**REQUIRED WORK:** Set down, please, exactly the lines below that run from the line with "let along = offset.dot(axis);" to the line with "fn intersect_box(point: Vec2, center: Vec3, half_edges: &[Vec3;", both lines included.

- - - -

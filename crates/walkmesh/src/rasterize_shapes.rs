//! Voxelization of analytic volumes into a [`Heightfield`].
//!
//! Instead of clipping polygons, every column inside the footprint of the shape is intersected with
//! the shape along a vertical line through the column center. The resulting height interval becomes a span.

use glam::{Vec2, Vec3, Vec3Swizzles as _};

use crate::{
    Aabb3d,
    heightfield::{Heightfield, SpanInsertionError},
    span::AreaType,
};

impl Heightfield {
    /// Rasterizes a sphere.
    pub fn rasterize_sphere(
        &mut self,
        center: Vec3,
        radius: f32,
        area: AreaType,
        flag_merge_threshold: u16,
    ) -> Result<(), SpanInsertionError> {
        let bounds = Aabb3d::new(center, Vec3::splat(radius));
        self.rasterize_volume(bounds, area, flag_merge_threshold, |point| {
            intersect_sphere(point, center, radius)
        })
    }

    /// Rasterizes a capsule, i.e. all points within `radius` of the segment from `start` to `end`.
    pub fn rasterize_capsule(
        &mut self,
        start: Vec3,
        end: Vec3,
        radius: f32,
        area: AreaType,
        flag_merge_threshold: u16,
    ) -> Result<(), SpanInsertionError> {
        let bounds = Aabb3d {
            min: start.min(end) - radius,
            max: start.max(end) + radius,
        };
        self.rasterize_volume(bounds, area, flag_merge_threshold, |point| {
            let parts = [
                intersect_sphere(point, start, radius),
                intersect_sphere(point, end, radius),
                intersect_cylinder(point, start, end, radius),
            ];
            union(parts)
        })
    }

    /// Rasterizes a cylinder with flat caps at `start` and `end`. The axis may point in any direction.
    pub fn rasterize_cylinder(
        &mut self,
        start: Vec3,
        end: Vec3,
        radius: f32,
        area: AreaType,
        flag_merge_threshold: u16,
    ) -> Result<(), SpanInsertionError> {
        let bounds = Aabb3d {
            min: start.min(end) - radius,
            max: start.max(end) + radius,
        };
        self.rasterize_volume(bounds, area, flag_merge_threshold, |point| {
            intersect_cylinder(point, start, end, radius)
        })
    }

    /// Rasterizes an oriented box. `half_edges` are the three mutually orthogonal vectors
    /// pointing from the center to the faces of the box.
    pub fn rasterize_box(
        &mut self,
        center: Vec3,
        half_edges: [Vec3; 3],
        area: AreaType,
        flag_merge_threshold: u16,
    ) -> Result<(), SpanInsertionError> {
        let extent = half_edges
            .iter()
            .fold(Vec3::ZERO, |extent, edge| extent + edge.abs());
        let bounds = Aabb3d::new(center, extent);
        self.rasterize_volume(bounds, area, flag_merge_threshold, |point| {
            intersect_box(point, center, &half_edges)
        })
    }

    /// Rasterizes a closed convex hull given by its triangles.
    /// Columns are intersected with every triangle and the span covers all hits.
    pub fn rasterize_convex(
        &mut self,
        vertices: &[Vec3],
        triangles: &[[u32; 3]],
        area: AreaType,
        flag_merge_threshold: u16,
    ) -> Result<(), SpanInsertionError> {
        let Some(bounds) = Aabb3d::from_verts(vertices) else {
            return Ok(());
        };
        self.rasterize_volume(bounds, area, flag_merge_threshold, |point| {
            let hits = triangles.iter().filter_map(|triangle| {
                let [a, b, c] = triangle.map(|i| vertices.get(i as usize).copied());
                intersect_triangle(point, a?, b?, c?)
            });
            union(hits.map(|y| Some((y, y))))
        })
    }

    /// Calls `intersect` for the center of every column inside `bounds` and adds the returned height range.
    fn rasterize_volume(
        &mut self,
        bounds: Aabb3d,
        area: AreaType,
        flag_merge_threshold: u16,
        mut intersect: impl FnMut(Vec2) -> Option<(f32, f32)>,
    ) -> Result<(), SpanInsertionError> {
        if !bounds.intersects(&self.aabb) {
            return Ok(());
        }
        let inverse_cell_size = 1.0 / self.cell_size;
        let x0 = ((bounds.min.x - self.aabb.min.x) * inverse_cell_size).floor() as i32;
        let x1 = ((bounds.max.x - self.aabb.min.x) * inverse_cell_size).floor() as i32;
        let z0 = ((bounds.min.z - self.aabb.min.z) * inverse_cell_size).floor() as i32;
        let z1 = ((bounds.max.z - self.aabb.min.z) * inverse_cell_size).floor() as i32;
        let x0 = x0.max(0);
        let z0 = z0.max(0);
        let x1 = x1.min(self.width as i32 - 1);
        let z1 = z1.min(self.height as i32 - 1);

        for z in z0..=z1 {
            for x in x0..=x1 {
                let point = self.aabb.min.xz()
                    + (Vec2::new(x as f32, z as f32) + 0.5) * self.cell_size;
                let Some((min_y, max_y)) = intersect(point) else {
                    continue;
                };
                self.add_height_range(
                    x as u16,
                    z as u16,
                    min_y,
                    max_y,
                    area,
                    flag_merge_threshold,
                )?;
            }
        }
        Ok(())
    }
}

/// Smallest interval containing all given intervals.
fn union(intervals: impl IntoIterator<Item = Option<(f32, f32)>>) -> Option<(f32, f32)> {
    intervals
        .into_iter()
        .flatten()
        .reduce(|(a_min, a_max), (b_min, b_max)| (a_min.min(b_min), a_max.max(b_max)))
}

/// Intersects the vertical line through `point` with a sphere.
fn intersect_sphere(point: Vec2, center: Vec3, radius: f32) -> Option<(f32, f32)> {
    let distance_squared = point.distance_squared(center.xz());
    let discriminant = radius * radius - distance_squared;
    if discriminant < 0.0 {
        return None;
    }
    let half = discriminant.sqrt();
    Some((center.y - half, center.y + half))
}

/// Intersects the vertical line through `point` with a cylinder with flat caps.
fn intersect_cylinder(point: Vec2, start: Vec3, end: Vec3, radius: f32) -> Option<(f32, f32)> {
    let axis = end - start;
    let length = axis.length();
    if length <= f32::EPSILON {
        return None;
    }
    let axis = axis / length;
    // Points on the line are `offset + y * Vec3::Y`, relative to `start`.
    let offset = Vec3::new(point.x - start.x, -start.y, point.y - start.z);
    let along = offset.dot(axis);

    // Component of the line perpendicular to the axis: `perp_dir * y + perp_offset`.
    let perp_dir = Vec3::Y - axis.y * axis;
    let perp_offset = offset - along * axis;
    let a = perp_dir.length_squared();
    let b = 2.0 * perp_dir.dot(perp_offset);
    let c = perp_offset.length_squared() - radius * radius;

    // Line parameters where the line is inside the infinite cylinder.
    let (mut y_min, mut y_max) = if a <= f32::EPSILON {
        // The line is parallel to the axis.
        if c > 0.0 {
            return None;
        }
        (f32::MIN, f32::MAX)
    } else {
        let discriminant = b * b - 4.0 * a * c;
        if discriminant < 0.0 {
            return None;
        }
        let root = discriminant.sqrt();
        ((-b - root) / (2.0 * a), (-b + root) / (2.0 * a))
    };

    // Clip against the caps: the projection onto the axis, `along + y * axis.y`, must be within [0, length].
    if axis.y.abs() <= f32::EPSILON {
        if !(0.0..=length).contains(&along) {
            return None;
        }
    } else {
        let t0 = (0.0 - along) / axis.y;
        let t1 = (length - along) / axis.y;
        y_min = y_min.max(t0.min(t1));
        y_max = y_max.min(t0.max(t1));
    }
    (y_min <= y_max).then_some((y_min, y_max))
}

/// Intersects the vertical line through `point` with an oriented box using slabs.
fn intersect_box(point: Vec2, center: Vec3, half_edges: &[Vec3; 3]) -> Option<(f32, f32)> {
    let offset = Vec3::new(point.x - center.x, -center.y, point.y - center.z);
    let mut y_min = f32::MIN;
    let mut y_max = f32::MAX;
    for edge in half_edges {
        let extent = edge.length();
        if extent <= f32::EPSILON {
            return None;
        }
        let normal = *edge / extent;
        // Distance along the normal is `along + y * normal.y` and must be within [-extent, extent].
        let along = offset.dot(normal);
        if normal.y.abs() <= f32::EPSILON {
            if along.abs() > extent {
                return None;
            }
            continue;
        }
        let t0 = (-extent - along) / normal.y;
        let t1 = (extent - along) / normal.y;
        y_min = y_min.max(t0.min(t1));
        y_max = y_max.min(t0.max(t1));
    }
    (y_min <= y_max).then_some((y_min, y_max))
}

/// Returns the height at which the vertical line through `point` hits the triangle, if it does.
fn intersect_triangle(point: Vec2, a: Vec3, b: Vec3, c: Vec3) -> Option<f32> {
    let v0 = b.xz() - a.xz();
    let v1 = c.xz() - a.xz();
    let v2 = point - a.xz();
    let denominator = v0.perp_dot(v1);
    if denominator.abs() <= f32::EPSILON {
        // The triangle is vertical, the walls are covered by the other triangles.
        return None;
    }
    let u = v2.perp_dot(v1) / denominator;
    let v = v0.perp_dot(v2) / denominator;
    const EPS: f32 = 1e-4;
    if u < -EPS || v < -EPS || u + v > 1.0 + EPS {
        return None;
    }
    Some(a.y + u * (b.y - a.y) + v * (c.y - a.y))
}

#[cfg(test)]
mod tests {
    use crate::HeightfieldBuilder;

    use super::*;

    fn heightfield() -> Heightfield {
        HeightfieldBuilder {
            aabb: Aabb3d {
                min: Vec3::ZERO,
                max: Vec3::splat(10.0),
            },
            cell_size: 1.0,
            cell_height: 1.0,
        }
        .build()
        .unwrap()
    }

    #[test]
    fn sphere_spans_shrink_towards_the_rim() {
        let mut heightfield = heightfield();
        heightfield
            .rasterize_sphere(Vec3::new(5.0, 5.0, 5.0), 3.0, AreaType(1), 1)
            .unwrap();
        let center = heightfield.span_at(5, 5).unwrap();
        let rim = heightfield.span_at(7, 5).unwrap();
        assert!(center.max() - center.min() > rim.max() - rim.min());
        assert!(heightfield.span_at(9, 9).is_none());
    }

    #[test]
    fn vertical_cylinder_is_a_straight_column() {
        let mut heightfield = heightfield();
        heightfield
            .rasterize_cylinder(
                Vec3::new(5.0, 2.0, 5.0),
                Vec3::new(5.0, 6.0, 5.0),
                1.5,
                AreaType(1),
                1,
            )
            .unwrap();
        for (x, z) in [(4, 4), (5, 5), (4, 5)] {
            let span = heightfield.span_at(x, z).unwrap();
            assert_eq!((span.min(), span.max()), (2, 6));
        }
        assert!(heightfield.span_at(7, 5).is_none());
    }

    #[test]
    fn horizontal_capsule_has_rounded_ends() {
        let mut heightfield = heightfield();
        heightfield
            .rasterize_capsule(
                Vec3::new(2.5, 5.0, 5.5),
                Vec3::new(7.5, 5.0, 5.5),
                2.0,
                AreaType(1),
                1,
            )
            .unwrap();
        let middle = heightfield.span_at(5, 5).unwrap();
        assert_eq!((middle.min(), middle.max()), (3, 7));
        // Beyond the segment only the spherical caps remain.
        let cap = heightfield.span_at(9, 5).unwrap();
        assert!(cap.max() - cap.min() < middle.max() - middle.min());
    }

    #[test]
    fn axis_aligned_box() {
        let mut heightfield = heightfield();
        heightfield
            .rasterize_box(
                Vec3::new(5.0, 3.0, 5.0),
                [Vec3::X * 2.0, Vec3::Y, Vec3::Z * 2.0],
                AreaType(1),
                1,
            )
            .unwrap();
        let span = heightfield.span_at(4, 4).unwrap();
        assert_eq!((span.min(), span.max()), (2, 4));
        assert!(heightfield.span_at(8, 4).is_none());
    }

    #[test]
    fn convex_tetrahedron() {
        let mut heightfield = heightfield();
        let vertices = [
            Vec3::new(2.0, 1.0, 2.0),
            Vec3::new(8.0, 1.0, 2.0),
            Vec3::new(5.0, 1.0, 8.0),
            Vec3::new(5.0, 7.0, 4.0),
        ];
        let triangles = [[0, 2, 1], [0, 1, 3], [1, 2, 3], [2, 0, 3]];
        heightfield
            .rasterize_convex(&vertices, &triangles, AreaType(1), 1)
            .unwrap();
        // The line through (5.5, 4.5) enters through the base and leaves through a side at y = 4.75.
        let span = heightfield.span_at(5, 4).unwrap();
        assert_eq!((span.min(), span.max()), (1, 5));
        assert!(heightfield.span_at(0, 9).is_none());
    }

    #[test]
    fn shapes_outside_of_bounds_are_skipped() {
        let mut heightfield = heightfield();
        heightfield
            .rasterize_sphere(Vec3::new(50.0, 5.0, 5.0), 3.0, AreaType(1), 1)
            .unwrap();
        assert!(heightfield.allocated_spans.is_empty());
    }
}
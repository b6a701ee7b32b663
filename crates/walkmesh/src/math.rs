use glam::{IVec3, UVec3, Vec2, Vec3, Vec3A, Vec3Swizzles as _};

/// An axis-aligned bounding box in world space.
#[derive(Debug, Clone, Copy, PartialEq, Default)]
#[cfg_attr(feature = "serialize", derive(serde::Serialize, serde::Deserialize))]
pub struct Aabb3d {
    /// The minimum corner of the box
    pub min: Vec3,
    /// The maximum corner of the box
    pub max: Vec3,
}

impl Aabb3d {
    /// Creates a new AABB from a center and half extents.
    #[inline]
    pub fn new(center: impl Into<Vec3>, half_size: impl Into<Vec3>) -> Self {
        let center = center.into();
        let half_size = half_size.into();
        Self {
            min: center - half_size,
            max: center + half_size,
        }
    }

    /// Computes the AABB of a set of vertices.
    /// Returns `None` if `verts` is empty.
    pub fn from_verts<T>(verts: &[T]) -> Option<Self>
    where
        T: Into<Vec3> + Copy,
    {
        let mut iter = verts.iter().map(|v| (*v).into());
        let first: Vec3 = iter.next()?;
        let (min, max) = iter.fold((first, first), |(min, max), v| (min.min(v), max.max(v)));
        Some(Self { min, max })
    }

    /// Returns the extents of the box.
    #[inline]
    pub fn size(&self) -> Vec3 {
        self.max - self.min
    }

    /// Returns whether the two boxes overlap. Touching boxes count as overlapping.
    #[inline]
    pub fn intersects(&self, other: &Aabb3d) -> bool {
        self.min.cmple(other.max).all() && self.max.cmpge(other.min).all()
    }

    /// Returns the smallest box containing both boxes.
    #[inline]
    pub fn union(&self, other: &Aabb3d) -> Aabb3d {
        Aabb3d {
            min: self.min.min(other.min),
            max: self.max.max(other.max),
        }
    }
}

/// An axis-aligned rectangle on the xz-plane.
#[derive(Debug, Clone, Copy, PartialEq, Default)]
#[cfg_attr(feature = "serialize", derive(serde::Serialize, serde::Deserialize))]
pub struct Aabb2d {
    /// The minimum corner, `x` is the world x-axis and `y` the world z-axis
    pub min: Vec2,
    /// The maximum corner, `x` is the world x-axis and `y` the world z-axis
    pub max: Vec2,
}

impl Aabb2d {
    /// Returns whether the two rectangles overlap. Touching rectangles count as overlapping.
    #[inline]
    pub fn intersects(&self, other: &Aabb2d) -> bool {
        self.min.cmple(other.max).all() && self.max.cmpge(other.min).all()
    }
}

impl From<Aabb3d> for Aabb2d {
    fn from(aabb: Aabb3d) -> Self {
        Self {
            min: aabb.min.xz(),
            max: aabb.max.xz(),
        }
    }
}

pub(crate) trait TriangleIndices {
    fn normal(&self, vertices: &[Vec3A]) -> Vec3A;
}

impl TriangleIndices for UVec3 {
    #[inline]
    fn normal(&self, vertices: &[Vec3A]) -> Vec3A {
        let a = vertices[self[0] as usize];
        let b = vertices[self[1] as usize];
        let c = vertices[self[2] as usize];
        let ab = b - a;
        let ac = c - a;
        ab.cross(ac).normalize_or_zero()
    }
}

pub(crate) trait TriangleVertices {
    fn aabb(&self) -> Aabb3d;
}

impl TriangleVertices for [Vec3A; 3] {
    #[inline]
    fn aabb(&self) -> Aabb3d {
        let min = self[0].min(self[1]).min(self[2]);
        let max = self[0].max(self[1]).max(self[2]);
        Aabb3d {
            min: min.into(),
            max: max.into(),
        }
    }
}

/// Gets the standard width (x-axis) offset for the specified direction.
/// # Arguments
/// - `direction`: The direction. [Limits: 0 <= value < 4]
/// # Returns
///
/// The width offset to apply to the current cell position to move in the direction.
#[inline]
pub(crate) fn dir_offset_x(direction: u8) -> i8 {
    const OFFSET: [i8; 4] = [-1, 0, 1, 0];
    OFFSET[direction as usize & 0x03]
}

/// Gets the standard height (z-axis) offset for the specified direction.
/// # Arguments
/// - `direction`: The direction. [Limits: 0 <= value < 4]
/// # Returns
///
/// The height offset to apply to the current cell position to move in the direction.
#[inline]
pub(crate) fn dir_offset_z(direction: u8) -> i8 {
    const OFFSET: [i8; 4] = [0, 1, 0, -1];
    OFFSET[direction as usize & 0x03]
}

/// Gets the direction for the specified offset. One of x and z should be 0.
/// # Returns
///
/// The direction that represents the offset. Returns 0 for offsets that are not cardinal.
#[inline]
pub(crate) fn dir_offset(offset_x: i32, offset_z: i32) -> u8 {
    const DIRS: [u8; 5] = [3, 0, 0xff, 2, 1];
    let index = (((offset_z + 1) << 1) + offset_x) as usize;
    DIRS.get(index).copied().filter(|dir| *dir != 0xff).unwrap_or(0)
}

#[inline]
pub(crate) fn next(i: usize, n: usize) -> usize {
    if i + 1 < n { i + 1 } else { 0 }
}

#[inline]
pub(crate) fn prev(i: usize, n: usize) -> usize {
    if i >= 1 { i - 1 } else { n - 1 }
}

/// Squared distance between a point and a line segment on the xz-plane.
pub(crate) fn distance_squared_between_point_and_line_vec2(point: Vec2, (p, q): (Vec2, Vec2)) -> f32 {
    let pq = q - p;
    let dx = point - p;
    let d = pq.length_squared();
    let mut t = pq.dot(dx);
    if d > 0.0 {
        t /= d;
    }
    let t = t.clamp(0.0, 1.0);
    let closest = p + pq * t - point;
    closest.length_squared()
}

/// Squared distance between a point and a line segment in 3D.
pub(crate) fn distance_squared_between_point_and_line_vec3(
    point: Vec3A,
    (p, q): (Vec3A, Vec3A),
) -> f32 {
    let pq = q - p;
    let dx = point - p;
    let d = pq.length_squared();
    let mut t = pq.dot(dx);
    if d > 0.0 {
        t /= d;
    }
    let t = t.clamp(0.0, 1.0);
    let closest = p + pq * t - point;
    closest.length_squared()
}

/// Squared distance between a point and a line segment on the integer grid, only using the x and z axes.
pub(crate) fn distance_squared_between_point_and_line_ivec2(
    point: (i32, i32),
    p: (i32, i32),
    q: (i32, i32),
) -> f32 {
    let pqx = (q.0 - p.0) as f32;
    let pqz = (q.1 - p.1) as f32;
    let dx = (point.0 - p.0) as f32;
    let dz = (point.1 - p.1) as f32;
    let d = pqx * pqx + pqz * pqz;
    let mut t = pqx * dx + pqz * dz;
    if d > 0.0 {
        t /= d;
    }
    let t = t.clamp(0.0, 1.0);
    let dx = p.0 as f32 + t * pqx - point.0 as f32;
    let dz = p.1 as f32 + t * pqz - point.1 as f32;
    dx * dx + dz * dz
}

/// Twice the signed area of the triangle `a, b, c` on the xz-plane.
/// Positive when `c` lies to the left of the directed line `a -> b` when looking down on the grid.
#[inline]
pub(crate) fn area2(a: IVec3, b: IVec3, c: IVec3) -> i32 {
    (b.x - a.x) * (c.z - a.z) - (c.x - a.x) * (b.z - a.z)
}

/// Returns true if `c` is strictly to the left of the directed line through `a` to `b`.
#[inline]
pub(crate) fn left(a: IVec3, b: IVec3, c: IVec3) -> bool {
    area2(a, b, c) < 0
}

#[inline]
pub(crate) fn left_on(a: IVec3, b: IVec3, c: IVec3) -> bool {
    area2(a, b, c) <= 0
}

#[inline]
pub(crate) fn collinear(a: IVec3, b: IVec3, c: IVec3) -> bool {
    area2(a, b, c) == 0
}

/// Returns true if `ab` properly intersects `cd`: they share a point interior to both segments.
/// The properness of the intersection is ensured by using strict leftness.
pub(crate) fn intersect_prop(a: IVec3, b: IVec3, c: IVec3, d: IVec3) -> bool {
    // Eliminate improper cases.
    if collinear(a, b, c) || collinear(a, b, d) || collinear(c, d, a) || collinear(c, d, b) {
        return false;
    }
    (left(a, b, c) ^ left(a, b, d)) && (left(c, d, a) ^ left(c, d, b))
}

/// Returns true if (a, b, c) are collinear and point `c` lies on the closed segment `ab`.
pub(crate) fn between(a: IVec3, b: IVec3, c: IVec3) -> bool {
    if !collinear(a, b, c) {
        return false;
    }
    // If ab not vertical, check betweenness on x; else on z.
    if a.x != b.x {
        (a.x <= c.x && c.x <= b.x) || (a.x >= c.x && c.x >= b.x)
    } else {
        (a.z <= c.z && c.z <= b.z) || (a.z >= c.z && c.z >= b.z)
    }
}

/// Returns true if segments `ab` and `cd` intersect, properly or improperly.
pub(crate) fn intersect(a: IVec3, b: IVec3, c: IVec3, d: IVec3) -> bool {
    intersect_prop(a, b, c, d)
        || between(a, b, c)
        || between(a, b, d)
        || between(c, d, a)
        || between(c, d, b)
}

#[inline]
pub(crate) fn vequal_xz(a: IVec3, b: IVec3) -> bool {
    a.x == b.x && a.z == b.z
}

#[cfg(test)]
mod tests {
    use super::*;

    #[test]
    fn direction_offsets_round_trip() {
        for dir in 0..4 {
            let dx = dir_offset_x(dir) as i32;
            let dz = dir_offset_z(dir) as i32;
            assert_eq!(dir_offset(dx, dz), dir);
        }
    }

    #[test]
    fn opposite_directions_cancel_out() {
        for dir in 0..4_u8 {
            let opposite = (dir + 2) & 0x3;
            assert_eq!(dir_offset_x(dir) + dir_offset_x(opposite), 0);
            assert_eq!(dir_offset_z(dir) + dir_offset_z(opposite), 0);
        }
    }

    #[test]
    fn aabb_from_verts() {
        let verts = [
            Vec3A::new(1.0, 2.0, 3.0),
            Vec3A::new(-1.0, 5.0, 0.0),
            Vec3A::new(0.0, 0.0, 4.0),
        ];
        let aabb = Aabb3d::from_verts(&verts).unwrap();
        assert_eq!(aabb.min, Vec3::new(-1.0, 0.0, 0.0));
        assert_eq!(aabb.max, Vec3::new(1.0, 5.0, 4.0));
        assert!(Aabb3d::from_verts::<Vec3A>(&[]).is_none());
    }

    #[test]
    fn segment_intersection() {
        let a = IVec3::new(0, 0, 0);
        let b = IVec3::new(4, 0, 4);
        let c = IVec3::new(0, 0, 4);
        let d = IVec3::new(4, 0, 0);
        assert!(intersect_prop(a, b, c, d));
        assert!(intersect(a, b, c, d));
        let e = IVec3::new(5, 0, 5);
        let f = IVec3::new(6, 0, 9);
        assert!(!intersect(a, b, e, f));
        // Touching at an endpoint is an improper intersection.
        assert!(!intersect_prop(a, b, b, f));
        assert!(intersect(a, b, b, f));
    }

    #[test]
    fn point_segment_distance() {
        let d = distance_squared_between_point_and_line_vec2(
            Vec2::new(1.0, 1.0),
            (Vec2::new(0.0, 0.0), Vec2::new(2.0, 0.0)),
        );
        assert!((d - 1.0).abs() < 1e-6);
        let d = distance_squared_between_point_and_line_ivec2((3, 0), (0, 0), (1, 0));
        assert!((d - 4.0).abs() < 1e-6);
    }
}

- - - -

**THE ANSWER:**
    let along = offset.dot(axis);

    // Component of the line perpendicular to the axis: `perp_dir * y + perp_offset`.
    let perp_dir = Vec3::Y - axis.y * axis;
    let perp_offset = offset - along * axis;
    let a = perp_dir.length_squared();
    let b = 2.0 * perp_dir.dot(perp_offset);
    let c = perp_offset.length_squared() - radius * radius;

    // Line parameters where the line is inside the infinite cylinder.
    let (mut y_min, mut y_max) = if a <= f32::EPSILON {
        // The line is parallel to the axis.
        if c > 0.0 {
            return None;
        }
        (f32::MIN, f32::MAX)
    } else {
        let discriminant = b * b - 4.0 * a * c;
        if discriminant < 0.0 {
            return None;
        }
        let root = discriminant.sqrt();
        ((-b - root) / (2.0 * a), (-b + root) / (2.0 * a))
    };

    // Clip against the caps: the projection onto the axis, `along + y * axis.y`, must be within [0, length].
    if axis.y.abs() <= f32::EPSILON {
        if !(0.0..=length).contains(&along) {
            return None;
        }
    } else {
        let t0 = (0.0 - along) / axis.y;
        let t1 = (length - along) / axis.y;
        y_min = y_min.max(t0.min(t1));
        y_max = y_max.min(t0.max(t1));
    }
    (y_min <= y_max).then_some((y_min, y_max))
}

/// Intersects the vertical line through `point` with an oriented box using slabs.
fn intersect_box(point: Vec2, center: Vec3, half_edges: &[Vec3; 3]) -> Option<(f32, f32)> {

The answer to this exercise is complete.